Not everyone use the same words to describe the same things, this is great for poetry, but it is the bane of search engines. Luckily, like for stop words, you can find ready to use synonyms list on the Internet and it is as easy to use them with Solr:
<filter class="solr.SynonymFilterFactory" synonyms="synonyms.txt" ignoreCase="true" expand="true"/>
Contrary to stop words filtering however, usually you use synonyms filters only on the query to avoid cluttering your indexation space.
I also encourage you to extends your synonyms database with words that could be specific to your field.
You could use synonyms filtering to catch common spelling mistakes, but it would quickly become cumbersome to have a complete list of errors that way. Most of modern search engine integrates spelling mistakes correction in their core.
Solr also has a nifty feature that operate exactly like do “Did you mean” proposition you can sometimes see on the Google search page.

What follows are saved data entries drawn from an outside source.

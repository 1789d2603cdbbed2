//! CLI commands and argument parsing

use crate::types::{LogFormat, LogLevel};
use clap::{Parser, Subcommand};
use std::path::PathBuf;

/// Synthetic traffic generator for the motel and reservation APIs
#[derive(Parser, Debug)]
#[command(name = "motel-traffic")]
#[command(author, version, about, long_about = None)]
pub struct Cli {
    /// Base URL of the target service (required by `run`)
    #[arg(long, env = "BASE_URL", global = true)]
    pub base_url: Option<String>,

    /// Bearer token sent on every request
    #[arg(long, env = "API_TOKEN", global = true, hide_env_values = true)]
    pub api_token: Option<String>,

    /// Connect timeout in seconds
    #[arg(long, env = "CONNECT_TIMEOUT", global = true, default_value_t = 3.0)]
    pub connect_timeout: f64,

    /// Read timeout in seconds
    #[arg(long, env = "READ_TIMEOUT", global = true, default_value_t = 10.0)]
    pub read_timeout: f64,

    /// Minimum level of emitted events
    #[arg(long, env = "LOG_LEVEL", global = true, value_enum, default_value_t = LogLevel::Info)]
    pub log_level: LogLevel,

    /// Event output format
    #[arg(long, env = "LOG_FORMAT", global = true, value_enum, default_value_t = LogFormat::Json)]
    pub log_format: LogFormat,

    /// Run length of the loop tasks, in seconds
    #[arg(long, env = "DURATION_SECONDS", global = true, default_value_t = 60.0)]
    pub duration_seconds: f64,

    /// Cap on outbound requests per second
    #[arg(long, env = "MAX_RPS", global = true)]
    pub max_rps: Option<u32>,

    /// Scenario configuration file (YAML or JSON)
    #[arg(short = 'C', long, global = true)]
    pub config: Option<PathBuf>,

    /// Inline scenario configuration (JSON)
    #[arg(long, global = true)]
    pub config_json: Option<String>,

    #[command(subcommand)]
    pub command: Commands,
}

/// CLI subcommands
#[derive(Subcommand, Debug)]
pub enum Commands {
    /// Run one task
    Run {
        /// Task name, see `list`
        #[arg(env = "TASK")]
        task: String,
    },

    /// Print the valid task names
    List,

    /// Validate settings and scenario configuration without sending traffic
    Validate,
}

It uses some rules and the document corpus to propose other query to your user.
Describing how to implement this with Solr is out of scope, but you can find documentation in the official wiki:
Words can be used in their singular or plural forms and verbs can be conjugated. This makes the job of the search engine really difficult. For example, if your user is looking for “How to cut a diamond” you probably want to propose him the article “Diamond cutting”.
The words “How”, “to” and “a” will already be considered has stop words, so no problems here, however, you want to have a match for “cutting”. This is where stemming comes into play.
Stemming is the action of keeping only the relevant parts of each word (the stem), in this case it means that in most scenarios “cutting” and “cut” can be considered as identical. In French, you would consider “coupure”, “coupe”, “coupez” and “couper” as identical also.
Stemming is often activated on both indexation and query analysis. There is multiple stemming filters in Solr some more aggressive than others, usually the SnowballPorterFilterFactory is used for English:
<filter class="solr.SnowballPorterFilterFactory" language="English"/>
But it may be too aggressive for other languages, this is why specific stemmers exists:
GermanLightStemFilterFactory, FrenchLightStemFilterFactory, JapaneseKatakanaStemFilterFactory, …
In some cases, for example when searching proper nouns, people will write something that is phonetically close but does not have the same spelling. There is a wide range of algorithms that can be used in this case.
There is a dedicated documentation available: Solr Phonetic Matching
In some cases, for example when you want to sort results or with proper nouns, you want to get rid of all the accented letters and none ASCII characters.
Solr a a filter just for that:
This will transform “Björn Ångström” to “Bjorn Angstrom”, allowing to sort results without issues.
If you want a more consistent folding across all the Unicode planes, you can use the ICUFoldingFilterFactory.
It is however not recommended to use those filters on the fields used for searching because it could break other filters like stemming and will probably lead to less precise results.
Working with ideograms
Once you leave the known ground of the latin alphabet and its related languages, things start to get more complicated. There is a lot of differences between the way we commonly approach search and text comprehension that no longer holds.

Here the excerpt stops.